# For the handplane guys Stanley No 64



## lunn (Jan 30, 2012)

Just got back from a flea mkt. Found a odd looking plane a Stanley no 64. So i hopped on EBay there's one priced at $1499.00 and mine looks the same and as good as it does. Is it really worth that?


> ?


???? I almost didn't buy it for $15.00 He also had a Stanley Bailey 51/4 And also a couple of _ Baileys i'd never heard of i didn't buy.


----------



## a1Jim (Aug 9, 2008)

Are you talking about a #64 spoke shave ? if so they are a common place tool $10-$20


----------



## JayT (May 6, 2012)

Pics or it didn't happen.

If it did happen and you have a #64 butcher block plane, then that is the YOU SUCK of the decade!!!

$1500 might be on the high side of what 64's are worth, but they aren't very common, so go for high prices.


----------



## donwilwol (May 16, 2011)

ditto on what JayT wrote.
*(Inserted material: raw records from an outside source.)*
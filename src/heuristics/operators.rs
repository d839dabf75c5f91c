//! Permutation-preserving variation operators.
//!
//! - Partially matched crossover (PMX): the segment between two cut points is
//!   exchanged between the parents, and values outside the segment that now
//!   appear twice are repaired through the mapping between the two segments.
//! - Shuffle-indexes mutation: each position, with a given probability, swaps
//!   its value with another uniformly chosen position.
//!
//! Both always return permutations when given permutations.

use crate::individual::Individual;
use rand::Rng;

/// Two distinct cut points in `0..=size`, returned as a half-open segment
/// `start..end`.
pub fn random_cut_points<R: Rng + ?Sized>(size: usize, rng: &mut R) -> (usize, usize) {
    let mut start = rng.gen_range(0..=size);
    let mut end = rng.gen_range(0..size);
    if end >= start {
        end += 1;
    } else {
        std::mem::swap(&mut start, &mut end);
    }
    (start, end)
}

/// Build one PMX child: `receiver` with `donor`'s segment copied in.
///
/// A value outside the segment that collides with the copied segment is
/// replaced by following the matched pairs `donor[i] -> receiver[i]` until
/// the value is free.
fn pmx_child(receiver: &[usize], donor: &[usize], start: usize, end: usize) -> Vec<usize> {
    let n = receiver.len();
    let mut segment_pos: Vec<Option<usize>> = vec![None; n];
    for i in start..end {
        segment_pos[donor[i]] = Some(i);
    }

    let mut child = receiver.to_vec();
    child[start..end].copy_from_slice(&donor[start..end]);

    for k in (0..start).chain(end..n) {
        let mut value = receiver[k];
        while let Some(pos) = segment_pos[value] {
            value = receiver[pos];
        }
        child[k] = value;
    }

    child
}

/// PMX with explicit cut points. Both parents must be permutations of the
/// same length.
pub fn pmx_crossover_at(
    parent1: &[usize],
    parent2: &[usize],
    start: usize,
    end: usize,
) -> (Vec<usize>, Vec<usize>) {
    debug_assert_eq!(parent1.len(), parent2.len(), "PMX parents differ in length");
    let end = end.min(parent1.len());
    let start = start.min(end);
    (
        pmx_child(parent1, parent2, start, end),
        pmx_child(parent2, parent1, start, end),
    )
}

/// PMX with random cut points. Parents shorter than two genes are copied.
pub fn pmx_crossover<R: Rng + ?Sized>(
    parent1: &[usize],
    parent2: &[usize],
    rng: &mut R,
) -> (Vec<usize>, Vec<usize>) {
    debug_assert_eq!(parent1.len(), parent2.len(), "PMX parents differ in length");
    let size = parent1.len();
    if size < 2 {
        return (parent1.to_vec(), parent2.to_vec());
    }
    let (start, end) = random_cut_points(size, rng);
    pmx_crossover_at(parent1, parent2, start, end)
}

/// Recombine two individuals in place; both lose their cached fitness.
pub fn crossover<R: Rng + ?Sized>(first: &mut Individual, second: &mut Individual, rng: &mut R) {
    debug_assert_eq!(first.len(), second.len(), "crossover parents differ in length");
    if first.len() < 2 {
        return;
    }
    let (child1, child2) = pmx_crossover(first.genes(), second.genes(), rng);
    first.genes_mut().copy_from_slice(&child1);
    second.genes_mut().copy_from_slice(&child2);
}

/// Positions to swap for a shuffle-indexes mutation of a genome of `size`.
fn shuffle_swaps<R: Rng + ?Sized>(size: usize, per_gene_prob: f64, rng: &mut R) -> Vec<(usize, usize)> {
    let mut swaps = Vec::new();
    if size < 2 {
        return swaps;
    }
    for i in 0..size {
        if rng.gen::<f64>() < per_gene_prob {
            let mut other = rng.gen_range(0..size - 1);
            if other >= i {
                other += 1;
            }
            swaps.push((i, other));
        }
    }
    swaps
}

/// Shuffle-indexes mutation on a raw genome. Returns whether anything moved.
pub fn shuffle_indexes<R: Rng + ?Sized>(genes: &mut [usize], per_gene_prob: f64, rng: &mut R) -> bool {
    let swaps = shuffle_swaps(genes.len(), per_gene_prob, rng);
    for &(i, j) in &swaps {
        genes.swap(i, j);
    }
    !swaps.is_empty()
}

/// Mutate an individual in place. The cached fitness is only cleared when at
/// least one swap happened.
pub fn mutate<R: Rng + ?Sized>(individual: &mut Individual, per_gene_prob: f64, rng: &mut R) -> bool {
    let swaps = shuffle_swaps(individual.len(), per_gene_prob, rng);
    if swaps.is_empty() {
        return false;
    }
    let genes = individual.genes_mut();
    for (i, j) in swaps {
        genes.swap(i, j);
    }
    true
}
//! Noisy TSP GA - Command Line Interface
//!
//! Runs the genetic algorithm on a TSP instance and compares tournament and
//! rank-based selection under selection-time fitness noise.

use clap::{Parser, Subcommand, ValueEnum};
use noisy_tsp_ga::benchmark::{
    load_instances_from_dir, rank_variants, tournament_variants, Benchmark, BenchmarkConfig,
    SELECTION_PRESSURES, TOURNAMENT_SIZES,
};
use noisy_tsp_ga::error::GaResult;
use noisy_tsp_ga::heuristics::genetic::{GAConfig, GeneticAlgorithm};
use noisy_tsp_ga::heuristics::selection::Selection;
use noisy_tsp_ga::instance::TspInstance;

use std::path::{Path, PathBuf};

#[derive(Parser)]
#[command(name = "noisy-tsp-ga")]
#[command(version = "1.0")]
#[command(about = "Genetic algorithm for the TSP with noisy tournament and rank-based selection")]
struct Cli {
    #[command(subcommand)]
    command: Commands,
}

#[derive(Subcommand)]
enum Commands {
    /// Run the genetic algorithm once
    Solve {
        /// Path to the instance JSON file
        #[arg(short, long)]
        instance: PathBuf,

        /// Selection strategy
        #[arg(long, value_enum, default_value = "tournament")]
        selection: SelectionKind,

        /// Tournament size
        #[arg(long, default_value = "2")]
        tournament_size: usize,

        /// Selection pressure for rank-based selection, in (1, 2]
        #[arg(long, default_value = "1.1")]
        pressure: f64,

        /// Noise factor applied to selection
        #[arg(short, long, default_value = "0")]
        noise: f64,

        #[command(flatten)]
        ga: GaArgs,

        /// Write the solution as JSON
        #[arg(short, long)]
        output: Option<PathBuf>,

        /// Print instance statistics and per-generation history
        #[arg(short, long)]
        verbose: bool,
    },

    /// Noise sweep over several selection parameters
    Sweep {
        /// Instance JSON file or a directory of them
        #[arg(short, long)]
        instance: PathBuf,

        /// Output directory for results
        #[arg(short, long, default_value = "results")]
        output: PathBuf,

        /// Selection strategy to sweep
        #[arg(long, value_enum, default_value = "tournament")]
        selection: SelectionKind,

        /// Tournament sizes
        #[arg(long, value_delimiter = ',', default_values_t = TOURNAMENT_SIZES.to_vec())]
        sizes: Vec<usize>,

        /// Selection pressures
        #[arg(long, value_delimiter = ',', default_values_t = SELECTION_PRESSURES.to_vec())]
        pressures: Vec<f64>,

        /// Noise factors
        #[arg(long, value_delimiter = ',', default_values_t = vec![0.0, 1.0, 2.0, 4.0])]
        noise_levels: Vec<f64>,

        /// Trials per noise level
        #[arg(short, long, default_value = "10")]
        trials: usize,

        #[command(flatten)]
        ga: GaArgs,

        /// Run trials one after another
        #[arg(long)]
        sequential: bool,

        /// Show a progress bar
        #[arg(long)]
        progress: bool,
    },

    /// Analyze an instance
    Analyze {
        /// Path to the instance JSON file
        #[arg(short, long)]
        instance: PathBuf,
    },
}

#[derive(clap::Args)]
struct GaArgs {
    /// Number of generations (instance preset or 100 when omitted)
    #[arg(short, long)]
    generations: Option<usize>,

    /// Population size (instance preset or 10 x tour size when omitted)
    #[arg(short, long)]
    population: Option<usize>,

    #[arg(long, default_value = "0.6")]
    crossover_prob: f64,

    #[arg(long, default_value = "0.1")]
    mutation_prob: f64,

    /// Per-gene swap probability inside a mutation
    #[arg(long, default_value = "0.05")]
    gene_mutation_prob: f64,

    /// Random seed
    #[arg(short, long)]
    seed: Option<u64>,
}

impl GaArgs {
    fn to_config(&self, instance: &TspInstance, selection: Selection) -> GAConfig {
        let defaults = GAConfig::for_instance(instance);
        GAConfig {
            population_size: self.population.unwrap_or(defaults.population_size),
            num_generations: self.generations.unwrap_or(defaults.num_generations),
            selection,
            crossover_prob: self.crossover_prob,
            mutation_prob: self.mutation_prob,
            gene_mutation_prob: self.gene_mutation_prob,
            seed: self.seed,
        }
    }
}

#[derive(Copy, Clone, PartialEq, Eq, ValueEnum, Debug)]
enum SelectionKind {
    /// Tournament selection
    Tournament,
    /// Linear ranking with roulette-wheel sampling
    Rank,
}

fn main() {
    env_logger::init();

    let cli = Cli::parse();

    let result = match cli.command {
        Commands::Solve { instance, selection, tournament_size, pressure, noise, ga, output, verbose } => {
            let selection = match selection {
                SelectionKind::Tournament => Selection::tournament(tournament_size, noise),
                SelectionKind::Rank => Selection::rank_based(pressure, noise),
            };
            selection.and_then(|s| solve_instance(&instance, s, &ga, output, verbose))
        }

        Commands::Sweep {
            instance,
            output,
            selection,
            sizes,
            pressures,
            noise_levels,
            trials,
            ga,
            sequential,
            progress,
        } => {
            let bench_config = BenchmarkConfig {
                noise_levels,
                num_trials: trials,
                parallel: !sequential,
                show_progress: progress,
                seed: ga.seed,
            };
            let variants = match selection {
                SelectionKind::Tournament => tournament_variants(&sizes),
                SelectionKind::Rank => rank_variants(&pressures),
            };
            variants.and_then(|v| run_sweep(&instance, &output, &v, &ga, bench_config))
        }

        Commands::Analyze { instance } => analyze_instance(&instance),
    };

    if let Err(e) = result {
        eprintln!("Error: {}", e);
        std::process::exit(1);
    }
}

fn load_instance(path: &Path) -> GaResult<TspInstance> {
    println!("Loading instance from {:?}...", path);
    TspInstance::from_file(path)
}

fn solve_instance(
    path: &Path,
    selection: Selection,
    ga: &GaArgs,
    output: Option<PathBuf>,
    verbose: bool,
) -> GaResult<()> {
    let instance = load_instance(path)?;
    if verbose {
        println!("{}", instance.statistics());
    }

    let config = ga.to_config(&instance, selection);
    println!(
        "Solving {} with {} (noise {}), {} individuals x {} generations...",
        instance.name,
        selection.label(),
        selection.noise_factor(),
        config.population_size,
        config.num_generations
    );

    let mut engine = GeneticAlgorithm::new(&instance, config)?;
    let solution = engine.run()?;

    println!("\n{}", solution);
    println!(
        "Optimal distance: {:.2} (gap {:.2}%)",
        instance.opt_distance,
        solution.gap_to(instance.opt_distance)
    );

    if verbose {
        println!("\n{:>6} {:>7} {:>12} {:>12} {:>12} {:>12}", "Gen", "Evals", "Min", "Mean", "Std", "Max");
        for stats in engine.history() {
            println!(
                "{:>6} {:>7} {:>12.2} {:>12.2} {:>12.2} {:>12.2}",
                stats.generation, stats.evaluations, stats.min, stats.mean, stats.std, stats.max
            );
        }
    }

    if let Some(out_path) = output {
        let json = serde_json::to_string_pretty(&solution)?;
        std::fs::write(&out_path, json)?;
        println!("Solution saved to {:?}", out_path);
    }

    Ok(())
}

fn run_sweep(
    path: &Path,
    output: &Path,
    selections: &[Selection],
    ga: &GaArgs,
    config: BenchmarkConfig,
) -> GaResult<()> {
    let instances = if path.is_dir() {
        load_instances_from_dir(path)?
    } else {
        vec![load_instance(path)?]
    };
    println!("Running noise sweep on {} instance(s)...", instances.len());

    std::fs::create_dir_all(output)?;
    let mut benchmark = Benchmark::new(config)?;

    for instance in &instances {
        let ga_config = ga.to_config(instance, Selection::default());
        println!(
            "  {} ({} cities): {} individuals x {} generations",
            instance.name, instance.tour_size, ga_config.population_size, ga_config.num_generations
        );
        benchmark.run_parameter_sweep(instance, &ga_config, selections)?;
    }

    let results_path = output.join("results.csv");
    benchmark.export_to_csv(&results_path)?;
    println!("\nResults exported to {:?}", results_path);

    let report = benchmark.generate_report();
    println!("\n{}", report);

    let report_path = output.join("report.txt");
    std::fs::write(&report_path, &report)?;
    println!("Report saved to {:?}", report_path);

    Ok(())
}

fn analyze_instance(path: &Path) -> GaResult<()> {
    let instance = load_instance(path)?;

    println!("========== Instance Analysis ==========\n");
    println!("{}", instance.statistics());

    match instance.preset() {
        Some(p) => println!(
            "Preset: {} generations x {} individuals",
            p.num_generations, p.population_size
        ),
        None => println!("Preset: none (100 generations x {} individuals)", 10 * instance.tour_size),
    }

    Ok(())
}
There isn't a plane guy here who wouldn't want to be in your shoes.

Either way we'll want some pictures. I've never even seen one in the wild.


----------



## ColonelTravis (Mar 19, 2013)

This is killing me, wonder which one it is.


----------



## lunn (Jan 30, 2012)

It's a butcher block plane. Like the one on EBay I'm trying to upload picts to photobucket My puter is like me old and slow!! I'll try again in the am.


----------



## WayneC (Mar 8, 2007)

Well done.


----------



## Smitty_Cabinetshop (Mar 26, 2011)

I'll double your money. ;-)


----------



## Wolfdaddy (May 18, 2013)

I'll triple it!


----------



## ColonelTravis (Mar 19, 2013)

well holy horse plop - how about that.


----------



## lunn (Jan 30, 2012)

Pics of my Stanley #64


----------



## lunn (Jan 30, 2012)




----------



## lunn (Jan 30, 2012)

Well you can plainly see, i don't have a clue what i'm doing


----------



## JayT (May 6, 2012)

Sweet! There are not enough YOU SUCK's out there to properly congratulate you on your find.

Nothing that you are really doing wrong, photobucket and LJ don't always play well together. Loading the pics directly into LJ via the "img" button is the best way to make sure sizing is correct.


----------



## Wolfdaddy (May 18, 2013)

Well dang. Can't argue with the pics! Awesome find!


----------



## ksSlim (Jun 27, 2010)

Great find, gloat worthy.
BTW You suck big time.
Here that's a complement


----------



## donwilwol (May 16, 2011)

man…..you suck!!


----------